Its Spring in the Béarn

Asp April 13

This white asparagus is a variety called “asperge violet” by the French to distinguish it from its cousin that is totally white including the tips. These were at the Tuesday market at Orthez.

While Seattle waits for the Spring produce, spring arrived a few weeks ago in the Béarn.  Asparagus, both white and green and as thick as my thumb mark the apex of the season.  Strawberries (strawberries!  We will be waiting  weeks for then at home) from les Landes, 20 minutes north of Orthez in varieties with musical sounding names (La Gariguette; la Cigaline; l’Elsanta).  Purple artichokes from Provence.  Violet tinges, turnips with fine cream colored skins from near Tarbes.

Its a rare treat to be able to fete the arrival of spring vegetables twice in one year.    A side benefit to a spring visit to the Béarn and a return to Seattle in May.

Asp April 13 2

Preparing asparagus the French way, which is to say, they must be peeled. I find this step necessary for white asparagus but totally unnecessary for green.

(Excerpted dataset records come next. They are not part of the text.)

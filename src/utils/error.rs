use thiserror::Error;

#[derive(Error, Debug)]
pub enum InsightError {
    #[error("HTTP request failed: {0}")]
    HttpError(#[from] reqwest::Error),

    #[error("CSV processing error: {0}")]
    CsvError(#[from] csv::Error),

    #[error("Zip operation failed: {0}")]
    ZipError(#[from] zip::result::ZipError),

    #[error("IO error: {0}")]
    IoError(#[from] std::io::Error),

    #[error("Serialization error: {0}")]
    SerializationError(#[from] serde_json::Error),

    #[error("Scrape failed for '{target}': {message}")]
    ScrapeError { target: String, message: String },

    #[error("Analysis error: {message}")]
    AnalysisError { message: String },

    #[error("Configuration error: {message}")]
    ConfigError { message: String },

    #[error("Configuration validation failed for {field}: {message}")]
    ConfigValidationError { field: String, message: String },

    #[error("Invalid value for {field}: '{value}' ({reason})")]
    InvalidConfigValueError {
        field: String,
        value: String,
        reason: String,
    },

    #[error("Missing required configuration: {field}")]
    MissingConfigError { field: String },

    #[error("Data processing error: {message}")]
    ProcessingError { message: String },
}

/// 錯誤分類，用於日誌與統計
#[derive(Debug, Clone, Copy, PartialEq, Eq)]
pub enum ErrorCategory {
    Network,
    Data,
    Config,
    System,
}

/// 錯誤嚴重程度，決定 CLI 退出碼
#[derive(Debug, Clone, Copy, PartialEq, Eq)]
pub enum ErrorSeverity {
    Low,
    Medium,
    High,
    Critical,
}

impl InsightError {
    pub fn category(&self) -> ErrorCategory {
        match self {
            InsightError::HttpError(_) | InsightError::ScrapeError { .. } => ErrorCategory::Network,
            InsightError::CsvError(_)
            | InsightError::SerializationError(_)
            | InsightError::AnalysisError { .. }
            | InsightError::ProcessingError { .. } => ErrorCategory::Data,
            InsightError::ConfigError { .. }
            | InsightError::ConfigValidationError { .. }
            | InsightError::InvalidConfigValueError { .. }
            | InsightError::MissingConfigError { .. } => ErrorCategory::Config,
            InsightError::ZipError(_) | InsightError::IoError(_) => ErrorCategory::System,
        }
    }

    pub fn severity(&self) -> ErrorSeverity {
        match self {
            // 單一目標抓取失敗可重試
            InsightError::HttpError(_) | InsightError::ScrapeError { .. } => ErrorSeverity::Medium,
            InsightError::AnalysisError { .. } | InsightError::ProcessingError { .. } => {
                ErrorSeverity::High
            }
            InsightError::CsvError(_) | InsightError::SerializationError(_) => ErrorSeverity::High,
            InsightError::ConfigError { .. }
            | InsightError::ConfigValidationError { .. }
            | InsightError::InvalidConfigValueError { .. }
            | InsightError::MissingConfigError { .. } => ErrorSeverity::High,
            InsightError::ZipError(_) | InsightError::IoError(_) => ErrorSeverity::Critical,
        }
    }

    pub fn recovery_suggestion(&self) -> String {
        match self {
            InsightError::HttpError(_) => {
                "Check network connectivity and that the profile URL is reachable".to_string()
            }
            InsightError::ScrapeError { target, .. } => format!(
                "Verify that '{}' is a public profile page and adjust the CSS selectors if the page layout changed",
                target
            ),
            InsightError::AnalysisError { .. } => {
                "Inspect the extracted metrics; at least one profile with numeric counts is required".to_string()
            }
            InsightError::ConfigError { .. }
            | InsightError::ConfigValidationError { .. }
            | InsightError::InvalidConfigValueError { .. } => {
                "Fix the configuration value and re-run (see --help for the expected format)".to_string()
            }
            InsightError::MissingConfigError { field } => {
                format!("Provide the '{}' setting via CLI flag or TOML config", field)
            }
            InsightError::CsvError(_) | InsightError::SerializationError(_) => {
                "Report output could not be rendered; re-run with --verbose to see the offending record".to_string()
            }
            InsightError::ZipError(_) => {
                "Report bundle could not be written; check free disk space".to_string()
            }
            InsightError::IoError(_) => {
                "Check that the output directory exists and is writable".to_string()
            }
            InsightError::ProcessingError { .. } => {
                "Re-run with --verbose and inspect the pipeline logs".to_string()
            }
        }
    }

    pub fn user_friendly_message(&self) -> String {
        match self {
            InsightError::HttpError(e) => format!("Could not reach the profile page: {}", e),
            InsightError::ScrapeError { target, message } => {
                format!("Could not read metrics from '{}': {}", target, message)
            }
            InsightError::ConfigValidationError { field, message } => {
                format!("Configuration problem in '{}': {}", field, message)
            }
            InsightError::InvalidConfigValueError { field, value, reason } => {
                format!("'{}' is not a valid value for {}: {}", value, field, reason)
            }
            InsightError::MissingConfigError { field } => {
                format!("Required setting '{}' is missing", field)
            }
            other => other.to_string(),
        }
    }
}

pub type Result<T> = std::result::Result<T, InsightError>;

A confession: although interesting as a novelty, I find I still prefer green asparagus to white.  This after exploring a number of cooking methods and using them in a variety of different dishes and having eaten the white stalks in reputable restaurants.  I am not sure I get the hype.  The white variety is sweeter than the green and more delicate, but to my mind, it lacks the earthy flavor of green asparagus at its best.  The most successful white asparagus dish I have eaten is a creamy soup, embellished with slices of fresh black truffle.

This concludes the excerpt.